ダンディーな物腰と作中でも黄金の声帯といわれたバリトンボイスでシェイクスピアの台詞を引用し、犯人は最初からわかってると言いつつも、ちゃんと説明もしてくれない強烈な焦らしプレイをかますヤツだった。
あまりの焦らしっぷりに、
『コイツ本当は知らないんじゃね?』
とやきもきし、更に二人目のゲログチャ殺人が起きた為、我慢出来なくなった刑事たちは一番怪しい人物を捕まえて裁判にかけるのだが…って話。
レーンさんの焦らしプレイは長い。
なんたって中盤のほぼ真ん中のページ、全422ページ中231ページまで焦らしは続く。
そこまで読むのに真相が知りたいと苦悩し、レーンさんのイケオジぶりを想像してなんとかしのぎつつ、刑事たちの早く教えてくれよ!という気持ちにウンウンとうなづいたり。

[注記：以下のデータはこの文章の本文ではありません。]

//! Trigonometric and hyperbolic operators and their inverses.
//!
//! Every operator here owns an auxiliary row at `i_z - 1` that the recording
//! fills alongside the primary result (cos for sin, `1 + x²` for atan, ...),
//! so each order only needs lower orders of its companion.

use super::order_f;
use crate::float::Float;
use crate::layout::TaylorView;

// ══════════════════════════════════════════════
//  Coupled pairs
// ══════════════════════════════════════════════

/// `s = sin(x)`, `c = cos(x)` (or sinh/cosh when `hyperbolic`).
///
/// `s_q = (1/q) Σ k x_k c_{q-k}`, `c_q = ∓(1/q) Σ k x_k s_{q-k}`
#[inline]
fn sin_cos_dir<F: Float>(
    q: usize,
    x: usize,
    s: usize,
    c: usize,
    hyperbolic: bool,
    t: &mut TaylorView<'_, F>,
) {
    let inv_q = F::one() / order_f::<F>(q);
    for ell in 0..t.directions() {
        let mut sum_s = F::zero();
        let mut sum_c = F::zero();
        for k in 1..=q {
            let kx = order_f::<F>(k) * t.get(x, k, ell);
            sum_s = sum_s + kx * t.get(c, q - k, ell);
            sum_c = sum_c + kx * t.get(s, q - k, ell);
        }
        t.set(s, q, ell, sum_s * inv_q);
        let c_q = if hyperbolic { sum_c } else { -sum_c };
        t.set(c, q, ell, c_q * inv_q);
    }
}

/// `z = sin(x)`, auxiliary `cos(x)` at `i_z - 1`.
pub fn forward_sin_dir<F: Float>(
    q: usize,
    i_z: usize,
    arg: &[u32],
    _parameter: &[F],
    t: &mut TaylorView<'_, F>,
) {
    sin_cos_dir(q, arg[0] as usize, i_z, i_z - 1, false, t);
}

/// `z = cos(x)`, auxiliary `sin(x)` at `i_z - 1`.
pub fn forward_cos_dir<F: Float>(
    q: usize,
    i_z: usize,
    arg: &[u32],
    _parameter: &[F],
    t: &mut TaylorView<'_, F>,
) {
    sin_cos_dir(q, arg[0] as usize, i_z - 1, i_z, false, t);
}

/// `z = sinh(x)`, auxiliary `cosh(x)` at `i_z - 1`.
pub fn forward_sinh_dir<F: Float>(
    q: usize,
    i_z: usize,
    arg: &[u32],
    _parameter: &[F],
    t: &mut TaylorView<'_, F>,
) {
    sin_cos_dir(q, arg[0] as usize, i_z, i_z - 1, true, t);
}

/// `z = cosh(x)`, auxiliary `sinh(x)` at `i_z - 1`.
pub fn forward_cosh_dir<F: Float>(
    q: usize,
    i_z: usize,
    arg: &[u32],
    _parameter: &[F],
    t: &mut TaylorView<'_, F>,
) {
    sin_cos_dir(q, arg[0] as usize, i_z - 1, i_z, true, t);
}

// ══════════════════════════════════════════════
//  tan / tanh: auxiliary y = z²
// ══════════════════════════════════════════════

/// `z' = (1 ± y) x'`, then `y_q = Σ_{k=0}^{q} z_k z_{q-k}`.
#[inline]
fn tan_dir<F: Float>(q: usize, x: usize, z: usize, y: usize, sign: F, t: &mut TaylorView<'_, F>) {
    let inv_q = F::one() / order_f::<F>(q);
    for ell in 0..t.directions() {
        let mut sum = F::zero();
        for k in 1..=q {
            sum = sum + order_f::<F>(k) * t.get(x, k, ell) * t.get(y, q - k, ell);
        }
        let z_q = t.get(x, q, ell) + sign * sum * inv_q;
        t.set(z, q, ell, z_q);

        let mut y_q = F::zero();
        for k in 0..=q {
            y_q = y_q + t.get(z, k, ell) * t.get(z, q - k, ell);
        }
        t.set(y, q, ell, y_q);
    }
}

/// `z = tan(x)`, auxiliary `tan(x)²` at `i_z - 1`.
pub fn forward_tan_dir<F: Float>(
    q: usize,
    i_z: usize,
    arg: &[u32],
    _parameter: &[F],
    t: &mut TaylorView<'_, F>,
) {
    tan_dir(q, arg[0] as usize, i_z, i_z - 1, F::one(), t);
}

/// `z = tanh(x)`, auxiliary `tanh(x)²` at `i_z - 1`.
pub fn forward_tanh_dir<F: Float>(
    q: usize,
    i_z: usize,
    arg: &[u32],
    _parameter: &[F],
    t: &mut TaylorView<'_, F>,
) {
    tan_dir(q, arg[0] as usize, i_z, i_z - 1, -F::one(), t);
}

// ══════════════════════════════════════════════
//  Inverse functions: auxiliary b with b z' = ±x'
// ══════════════════════════════════════════════

/// Auxiliary `b` of the form `c ± x²` (`root == false`) or `sqrt(c ± x²)`.
///
/// The constant `c` only affects order 0, which the recording supplies.
#[inline]
fn aux_dir<F: Float>(
    q: usize,
    x: usize,
    b: usize,
    sign: F,
    root: bool,
    t: &mut TaylorView<'_, F>,
) {
    let two_b0 = order_f::<F>(2) * t.get(b, 0, 0);
    for ell in 0..t.directions() {
        let mut sq = F::zero();
        for k in 0..=q {
            sq = sq + t.get(x, k, ell) * t.get(x, q - k, ell);
        }
        let v = if root {
            let mut sum = sign * sq;
            for k in 1..q {
                sum = sum - t.get(b, k, ell) * t.get(b, q - k, ell);
            }
            sum / two_b0
        } else {
            sign * sq
        };
        t.set(b, q, ell, v);
    }
}

/// Solve `b z' = sign x'` for `z_q`:
///
/// `z_q = (sign q x_q - Σ_{k=1}^{q-1} k z_k b_{q-k}) / (q b_0)`
#[inline]
fn inverse_dir<F: Float>(q: usize, x: usize, z: usize, b: usize, sign: F, t: &mut TaylorView<'_, F>) {
    let qf = order_f::<F>(q);
    let q_b0 = qf * t.get(b, 0, 0);
    for ell in 0..t.directions() {
        let mut sum = sign * qf * t.get(x, q, ell);
        for k in 1..q {
            sum = sum - order_f::<F>(k) * t.get(z, k, ell) * t.get(b, q - k, ell);
        }
        t.set(z, q, ell, sum / q_b0);
    }
}

/// `z = asin(x)`, auxiliary `sqrt(1 - x²)`.
pub fn forward_asin_dir<F: Float>(
    q: usize,
    i_z: usize,
    arg: &[u32],
    _parameter: &[F],
    t: &mut TaylorView<'_, F>,
) {
    let x = arg[0] as usize;
    aux_dir(q, x, i_z - 1, -F::one(), true, t);
    inverse_dir(q, x, i_z, i_z - 1, F::one(), t);
}

/// `z = acos(x)`, auxiliary `sqrt(1 - x²)`.
pub fn forward_acos_dir<F: Float>(
    q: usize,
    i_z: usize,
    arg: &[u32],
    _parameter: &[F],
    t: &mut TaylorView<'_, F>,
) {
    let x = arg[0] as usize;
    aux_dir(q, x, i_z - 1, -F::one(), true, t);
    inverse_dir(q, x, i_z, i_z - 1, -F::one(), t);
}

/// `z = atan(x)`, auxiliary `1 + x²`.
pub fn forward_atan_dir<F: Float>(
    q: usize,
    i_z: usize,
    arg: &[u32],
    _parameter: &[F],
    t: &mut TaylorView<'_, F>,
) {
    let x = arg[0] as usize;
    aux_dir(q, x, i_z - 1, F::one(), false, t);
    inverse_dir(q, x, i_z, i_z - 1, F::one(), t);
}

/// `z = asinh(x)`, auxiliary `sqrt(1 + x²)`.
pub fn forward_asinh_dir<F: Float>(
    q: usize,
    i_z: usize,
    arg: &[u32],
    _parameter: &[F],
    t: &mut TaylorView<'_, F>,
) {
    let x = arg[0] as usize;
    aux_dir(q, x, i_z - 1, F::one(), true, t);
    inverse_dir(q, x, i_z, i_z - 1, F::one(), t);
}

/// `z = acosh(x)`, auxiliary `sqrt(x² - 1)`.
pub fn forward_acosh_dir<F: Float>(
    q: usize,
    i_z: usize,
    arg: &[u32],
    _parameter: &[F],
    t: &mut TaylorView<'_, F>,
) {
    let x = arg[0] as usize;
    aux_dir(q, x, i_z - 1, F::one(), true, t);
    inverse_dir(q, x, i_z, i_z - 1, F::one(), t);
}

/// `z = atanh(x)`, auxiliary `1 - x²`.
pub fn forward_atanh_dir<F: Float>(
    q: usize,
    i_z: usize,
    arg: &[u32],
    _parameter: &[F],
    t: &mut TaylorView<'_, F>,
) {
    let x = arg[0] as usize;
    aux_dir(q, x, i_z - 1, -F::one(), false, t);
    inverse_dir(q, x, i_z, i_z - 1, F::one(), t);
}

しかし焦らしが終わり、具体的に刑事裁判の場面にきてから、彼の焦らしがようやく昇華されて強烈なカタルシスにいたります。
レーンさんすげぇ!と。
そこまでいけば後はサクサク快適に読めて楽しいです。
レーンさんの焦らしの理由もはっきり納得。
後半ではレーンさんのセクスィーシーンがあるよ!
(具体的には腰に帯をまいただけの全身マッパ。寒空の下、熊の毛皮の上で優雅に日光浴してます。刑事さんやや引き気味)
強烈な題名『Xの悲劇』の一体何がXなのかとは、ラスト数ページで明らかに。
ああそういうXなのね。
焦らしに刑事同様読みながら踊らされつつも、中盤以降から興奮して読み進められました。
面白かった。
おかげで名作だと言われる『Yの悲劇』も読みたくなりました。
うっかりツイッターでドルリーレーンと検索したら、Yの悲劇の犯人のネタバレを見ちゃったけどね…。
(´;ω;`)
先日オリエント急行殺人事件の映画の予告みようとしてコメント欄で最後にネタバレをしてるのを見た時と同じくらいショックでした。
こっちの探偵エラリー・クイーンの国シリーズもいつか挑みます。
このイラストの表紙かっこいいですね。